Solitonic Vortices in Bose-Einstein Condensates

TL;DR

This paper investigates solitonic vortices in elongated Bose-Einstein condensates through combined theoretical modeling and experimental creation, revealing how free expansion amplifies their features and confirms their properties.

Contribution

It provides a comprehensive analysis of solitonic vortices in BECs, combining experimental creation via the Kibble-Zurek mechanism with Gross-Pitaevskii simulations to understand their in-trap and expansion characteristics.

Findings

Free expansion amplifies SV features

Simulations match experimental observations

Twist of solitonic plane observed after expansion

Abstract

We analyse, theoretically and experimentally, the nature of solitonic vortices (SV) in an elongated Bose-Einstein condensate.

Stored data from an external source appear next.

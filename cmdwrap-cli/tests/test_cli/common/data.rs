/// Command without any character that needs escaping.
pub const SIMPLE_COMMAND: &str = "echo hi";

/// Command exercising quote and dollar escaping.
pub const QUOTED_COMMAND: &str = "echo \"quoted $((1+2))\"";

/// Command with multi-byte characters.
pub const MULTIBYTE_COMMAND: &str = "echo héllo 世界";
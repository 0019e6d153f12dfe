//! Wrap-then-encode composition.

use crate::command::{wrap, CommandType};
use crate::encoding::{encode, EncodeType};

/// Intermediate and final result of [`format`].
#[derive(Debug, Clone, PartialEq, Eq, Default)]
pub struct Formatted {
    /// Command embedded in the interpreter template.
    pub wrapped: String,
    /// `wrapped` after the selected encoding.
    pub encoded: String,
}

impl Formatted {
    /// Returns `true` when there is nothing to show or copy.
    pub fn is_empty(&self) -> bool {
        self.encoded.is_empty()
    }
}

/// Wraps `raw` for `command_type`, then applies `encode_type` to the result.
///
/// Stateless: the same three inputs always produce the same output.
pub fn format(raw: &str, command_type: CommandType, encode_type: EncodeType) -> Formatted {
    let wrapped = wrap(command_type, raw);
    let encoded = encode(&wrapped, encode_type);

    tracing::trace!(
        command_type = command_type.name(),
        encode_type = encode_type.name(),
        raw_len = raw.len(),
        encoded_len = encoded.len(),
        "formatted command"
    );

    Formatted { wrapped, encoded }
}
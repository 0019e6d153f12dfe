//! # cmdwrap-core
//!
//! Stateless wrapping and encoding of shell commands.
//!
//! A raw command typed by a user is first escaped and embedded in the
//! invocation template of an interpreter (`bash -c "..."`, `cmd /c "..."`,
//! ...), then optionally re-encoded for transport (URL, double URL, base64).
//! Both the wrapped and the encoded string are returned so a front end can
//! show the intermediate result next to the final one.
//!
//! # Example
//!
//! ```rust
//! use cmdwrap_core::{format, CommandType, EncodeType};
//!
//! let out = format("echo hi", CommandType::Bash, EncodeType::None);
//! assert_eq!(out.wrapped, "bash -c \"echo hi\"");
//! assert_eq!(out.encoded, out.wrapped);
//!
//! let out = format("echo hi", CommandType::Bash, EncodeType::Base64);
//! assert_eq!(out.encoded, "YmFzaCAtYyAiZWNobyBoaSI=");
//! ```

pub mod command;
pub mod encoding;
pub mod formatter;

mod error;


pub use command::{escape_cmd, escape_posix, escape_powershell, wrap, CommandType};
pub use encoding::{
    base64_decode, base64_encode, decode, encode, try_decode, url_decode, url_encode, EncodeType,
    URI_COMPONENT,
};
pub use error::{Error, Result};
pub use formatter::{format, Formatted};
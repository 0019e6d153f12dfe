//! Error types for cmdwrap CLI operations.

use std::io;
use std::process::ExitStatus;

use thiserror::Error;

/// An [`Error`] together with the binary that hit it.
///
/// [`run_cli`](crate::run_cli) returns it inside an [`io::Error`]; `main`
/// recovers it with [`format_error_for_stderr`].
#[derive(Debug, Error)]
#[error("{program}: {source}")]
pub struct InvocationError {
    /// `cmdwrap` or `cmddecode`
    pub program: String,
    pub source: Error,
}

impl From<InvocationError> for io::Error {
    fn from(err: InvocationError) -> Self {
        io::Error::new(err.source.kind(), err)
    }
}

/// Renders `err` as the single line `main` prints before exiting.
///
/// `-qq` (`quiet >= 2`) silences it entirely. An [`InvocationError`] already
/// names its program; any other error is prefixed with `program`.
pub fn format_error_for_stderr(program: &str, quiet: u8, err: &io::Error) -> Option<String> {
    if quiet > 1 {
        return None;
    }

    let invocation = err
        .get_ref()
        .and_then(|inner| inner.downcast_ref::<InvocationError>());
    Some(match invocation {
        Some(invocation) => invocation.to_string(),
        None => format!("{program}: {err}"),
    })
}

/// Everything that can go wrong between reading a command and copying it.
#[derive(Debug, Error)]
pub enum Error {
    /// Failed to read the command from stdin
    #[error("(stdin): {source}")]
    ReadInput {
        #[source]
        source: io::Error,
    },

    /// Failed to write results
    #[error("(stdout): {source}")]
    WriteOutput {
        #[source]
        source: io::Error,
    },

    /// Type parsing or decoding failed in the formatter
    #[error(transparent)]
    Format(#[from] cmdwrap_core::Error),

    /// Clipboard specification could not be parsed
    #[error("invalid clipboard '{0}' (expected auto, osc52 or a program with arguments)")]
    InvalidClipboard(String),

    /// Clipboard program is not installed
    #[error("{program}: clipboard program not found")]
    ClipboardNotFound {
        /// Program that was looked up in PATH
        program: String,
    },

    /// No clipboard could be opened
    #[error("no clipboard available: {reason}")]
    ClipboardUnavailable {
        /// Why the clipboard could not be opened
        reason: String,
    },

    /// Clipboard program could not be started
    #[error("{program}: {source}")]
    ClipboardSpawn {
        /// Program that failed to start
        program: String,
        #[source]
        source: io::Error,
    },

    /// Writing the text to the clipboard failed
    #[error("{program}: {source}")]
    ClipboardWrite {
        /// Clipboard the text was sent to
        program: String,
        #[source]
        source: io::Error,
    },

    /// Clipboard program exited unsuccessfully
    #[error("{program}: exited with {status}{}", fmt_stderr(.stderr))]
    ClipboardExit {
        /// Program that failed
        program: String,
        /// Exit status reported by the program
        status: ExitStatus,
        /// Trimmed stderr of the program
        stderr: String,
    },
}

fn fmt_stderr(stderr: &str) -> String {
    if stderr.is_empty() {
        String::new()
    } else {
        format!(": {stderr}")
    }
}

impl Error {
    /// The [`io::ErrorKind`] used when this error crosses into [`io::Error`].
    pub fn kind(&self) -> io::ErrorKind {
        match self {
            Error::Format(_) | Error::InvalidClipboard(_) => io::ErrorKind::InvalidInput,
            Error::ClipboardNotFound { .. } | Error::ClipboardUnavailable { .. } => {
                io::ErrorKind::NotFound
            }
            Error::ClipboardExit { .. } => io::ErrorKind::Other,
            Error::ReadInput { source }
            | Error::WriteOutput { source }
            | Error::ClipboardSpawn { source, .. }
            | Error::ClipboardWrite { source, .. } => source.kind(),
        }
    }
}

pub type Result<T, E = Error> = std::result::Result<T, E>;

impl From<Error> for io::Error {
    fn from(error: Error) -> Self {
        io::Error::new(error.kind(), error)
    }
}
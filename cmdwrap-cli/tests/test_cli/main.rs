mod cmddecode;

/// Upper bound for one test, including every process it spawns
const TEST_TIMEOUT: std::time::Duration = std::time::Duration::from_secs(30);

/// Declares an async test that fails once `TEST_TIMEOUT` elapses
#[macro_export]
macro_rules! add_test {
    ($name:ident, $body:expr) => {
        #[tokio::test(flavor = "current_thread")]
        async fn $name() {
            if tokio::time::timeout($crate::TEST_TIMEOUT, $body).await.is_err() {
                panic!("{} did not finish within {:?}", stringify!($name), $crate::TEST_TIMEOUT);
            }
        }
    };
}
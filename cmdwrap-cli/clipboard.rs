//! Clipboard capability injected into a [`Session`](crate::Session).
//!
//! A host clipboard program (`pbcopy`, `wl-copy`, `xclip`, ...) is preferred
//! when one is installed. Otherwise the text is handed to the terminal with an
//! OSC 52 escape sequence, which most modern terminal emulators forward to
//! the system clipboard.

use std::env;
use std::fmt;
use std::io::{self, Write};
use std::path::PathBuf;
use std::process::{Command, Stdio};
use std::str::FromStr;

use cmdwrap_core::base64_encode;

use crate::error::{Error, Result};

/// Something that can receive text for the system clipboard.
pub trait Clipboard {
    /// Name shown in logs and error messages.
    fn name(&self) -> &str;

    /// Places `text` on the clipboard.
    ///
    /// # Errors
    ///
    /// Returns an error if the text could not be delivered. Callers report it
    /// and move on; a copy is never retried.
    fn copy(&mut self, text: &str) -> Result<()>;
}

/// Host clipboard programs probed by [`detect_clipboard`], in order.
///
/// The third field names an environment variable that must be set for the
/// program to be usable (a Wayland or X11 session).
const HOST_BRIDGES: &[(&str, &[&str], Option<&str>)] = &[
    ("pbcopy", &[], None),
    ("wl-copy", &[], Some("WAYLAND_DISPLAY")),
    ("xclip", &["-selection", "clipboard"], Some("DISPLAY")),
    ("xsel", &["--clipboard", "--input"], Some("DISPLAY")),
    ("clip.exe", &[], None),
];

/// Pipes the text into an external clipboard program.
#[derive(Debug, Clone)]
pub struct CommandClipboard {
    program: PathBuf,
    args: Vec<String>,
    display: String,
}

impl CommandClipboard {
    /// Creates a clipboard that runs `program` with `args`.
    ///
    /// The program is not checked until the first copy.
    pub fn new(program: impl Into<PathBuf>, args: Vec<String>) -> Self {
        let program = program.into();
        let display = program
            .file_name()
            .map(|name| name.to_string_lossy().into_owned())
            .unwrap_or_else(|| program.display().to_string());
        Self {
            program,
            args,
            display,
        }
    }

    /// Resolves the first word of `command_line` in `PATH`.
    ///
    /// The remaining whitespace-separated words become arguments.
    ///
    /// # Errors
    ///
    /// Returns [`Error::InvalidClipboard`] for an empty command line and
    /// [`Error::ClipboardNotFound`] when the program is not installed.
    pub fn locate(command_line: &str) -> Result<Self> {
        let mut words = command_line.split_whitespace();
        let program = words
            .next()
            .ok_or_else(|| Error::InvalidClipboard(command_line.to_string()))?;
        let path = which::which(program).map_err(|_| Error::ClipboardNotFound {
            program: program.to_string(),
        })?;
        Ok(Self::new(path, words.map(str::to_string).collect()))
    }
}

impl Clipboard for CommandClipboard {
    fn name(&self) -> &str {
        &self.display
    }

    fn copy(&mut self, text: &str) -> Result<()> {
        let mut child = Command::new(&self.program)
            .args(&self.args)
            .stdin(Stdio::piped())
            .stdout(Stdio::null())
            .stderr(Stdio::piped())
            .spawn()
            .map_err(|source| Error::ClipboardSpawn {
                program: self.display.clone(),
                source,
            })?;

        // The child is reaped even when the write fails, e.g. with a broken
        // pipe from a program that exits without reading
        let written = match child.stdin.take() {
            Some(mut stdin) => stdin.write_all(text.as_bytes()),
            None => Ok(()),
        };

        let output = child
            .wait_with_output()
            .map_err(|source| Error::ClipboardSpawn {
                program: self.display.clone(),
                source,
            })?;

        written.map_err(|source| Error::ClipboardWrite {
            program: self.display.clone(),
            source,
        })?;

        if !output.status.success() {
            return Err(Error::ClipboardExit {
                program: self.display.clone(),
                status: output.status,
                stderr: String::from_utf8_lossy(&output.stderr).trim().to_string(),
            });
        }

        tracing::debug!(clipboard = %self.display, bytes = text.len(), "copied via host program");
        Ok(())
    }
}

/// Sends the text to the terminal as an OSC 52 clipboard request.
pub struct Osc52Clipboard<W> {
    writer: W,
}

impl<W: Write> Osc52Clipboard<W> {
    /// Writes escape sequences to `writer`.
    pub fn new(writer: W) -> Self {
        Self { writer }
    }

    /// Consumes the clipboard and returns the writer.
    pub fn into_inner(self) -> W {
        self.writer
    }
}

impl Osc52Clipboard<io::Stderr> {
    /// Writes escape sequences to stderr, which stays attached to the
    /// terminal when stdout is piped.
    pub fn stderr() -> Self {
        Self::new(io::stderr())
    }
}

impl<W: Write> Clipboard for Osc52Clipboard<W> {
    fn name(&self) -> &str {
        "osc52"
    }

    fn copy(&mut self, text: &str) -> Result<()> {
        let payload = base64_encode(text);
        write!(self.writer, "\x1b]52;c;{payload}\x07")
            .and_then(|()| self.writer.flush())
            .map_err(|source| Error::ClipboardWrite {
                program: "osc52".to_string(),
                source,
            })
    }
}

/// A clipboard that could not be opened. Every copy reports why.
#[derive(Debug, Clone)]
pub struct UnavailableClipboard {
    reason: String,
}

impl UnavailableClipboard {
    pub fn new(reason: impl fmt::Display) -> Self {
        Self {
            reason: reason.to_string(),
        }
    }
}

impl Clipboard for UnavailableClipboard {
    fn name(&self) -> &str {
        "unavailable"
    }

    fn copy(&mut self, _text: &str) -> Result<()> {
        Err(Error::ClipboardUnavailable {
            reason: self.reason.clone(),
        })
    }
}

/// Which clipboard the user asked for.
#[derive(Debug, Clone, PartialEq, Eq, Default)]
pub enum ClipboardChoice {
    /// First installed host program, else OSC 52
    #[default]
    Auto,
    /// Always use the OSC 52 escape sequence
    Osc52,
    /// A specific program and its arguments, e.g. `xclip -selection clipboard`
    Command(String),
}

impl FromStr for ClipboardChoice {
    type Err = Error;

    fn from_str(s: &str) -> Result<Self> {
        let s = s.trim();
        match s.to_ascii_lowercase().as_str() {
            "" => Err(Error::InvalidClipboard(s.to_string())),
            "auto" => Ok(ClipboardChoice::Auto),
            "osc52" => Ok(ClipboardChoice::Osc52),
            _ => Ok(ClipboardChoice::Command(s.to_string())),
        }
    }
}

impl fmt::Display for ClipboardChoice {
    fn fmt(&self, f: &mut fmt::Formatter<'_>) -> fmt::Result {
        match self {
            ClipboardChoice::Auto => f.write_str("auto"),
            ClipboardChoice::Osc52 => f.write_str("osc52"),
            ClipboardChoice::Command(line) => f.write_str(line),
        }
    }
}

fn bridge_usable(required_env: Option<&str>) -> bool {
    required_env.is_none_or(|var| env::var_os(var).is_some_and(|value| !value.is_empty()))
}

/// Returns the first usable host clipboard program, or the OSC 52 fallback.
pub fn detect_clipboard() -> Box<dyn Clipboard> {
    for (program, args, required_env) in HOST_BRIDGES {
        if !bridge_usable(*required_env) {
            continue;
        }
        if let Ok(path) = which::which(program) {
            tracing::debug!(clipboard = program, path = %path.display(), "using host clipboard");
            let args = args.iter().map(|arg| (*arg).to_string()).collect();
            return Box::new(CommandClipboard::new(path, args));
        }
    }

    tracing::debug!("no host clipboard found, falling back to osc52");
    Box::new(Osc52Clipboard::stderr())
}

/// Opens the clipboard described by `choice`.
///
/// # Errors
///
/// Returns an error when an explicitly requested program is not installed.
pub fn try_open_clipboard(choice: &ClipboardChoice) -> Result<Box<dyn Clipboard>> {
    match choice {
        ClipboardChoice::Auto => Ok(detect_clipboard()),
        ClipboardChoice::Osc52 => Ok(Box::new(Osc52Clipboard::stderr())),
        ClipboardChoice::Command(line) => Ok(Box::new(CommandClipboard::locate(line)?)),
    }
}

/// Like [`try_open_clipboard`], but a failure becomes an
/// [`UnavailableClipboard`] so it surfaces as a copy failure.
pub fn open_clipboard(choice: &ClipboardChoice) -> Box<dyn Clipboard> {
    try_open_clipboard(choice).unwrap_or_else(|err| {
        tracing::warn!(clipboard = %choice, error = %err, "clipboard unavailable");
        Box::new(UnavailableClipboard::new(err))
    })
}
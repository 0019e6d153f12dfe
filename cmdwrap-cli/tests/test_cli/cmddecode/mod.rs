mod basic;
mod interop;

In the experiment, such defects are created via the Kibble-Zurek mechanism, when the temperature of a gas of sodium atoms is quenched across the BEC transition, and are imaged after a free expansion of the condensate. By using the Gross-Pitaevskii equation, we calculate the in-trap density and phase distributions characterizing a SV in the crossover from an elongate quasi-1D to a bulk 3D regime. The simulations show that the free expansion strongly amplifies the key features of a SV and produces a remarkable twist of the solitonic plane due to the quantized vorticity associated with the defect. Good agreement is found between simulations and experiments.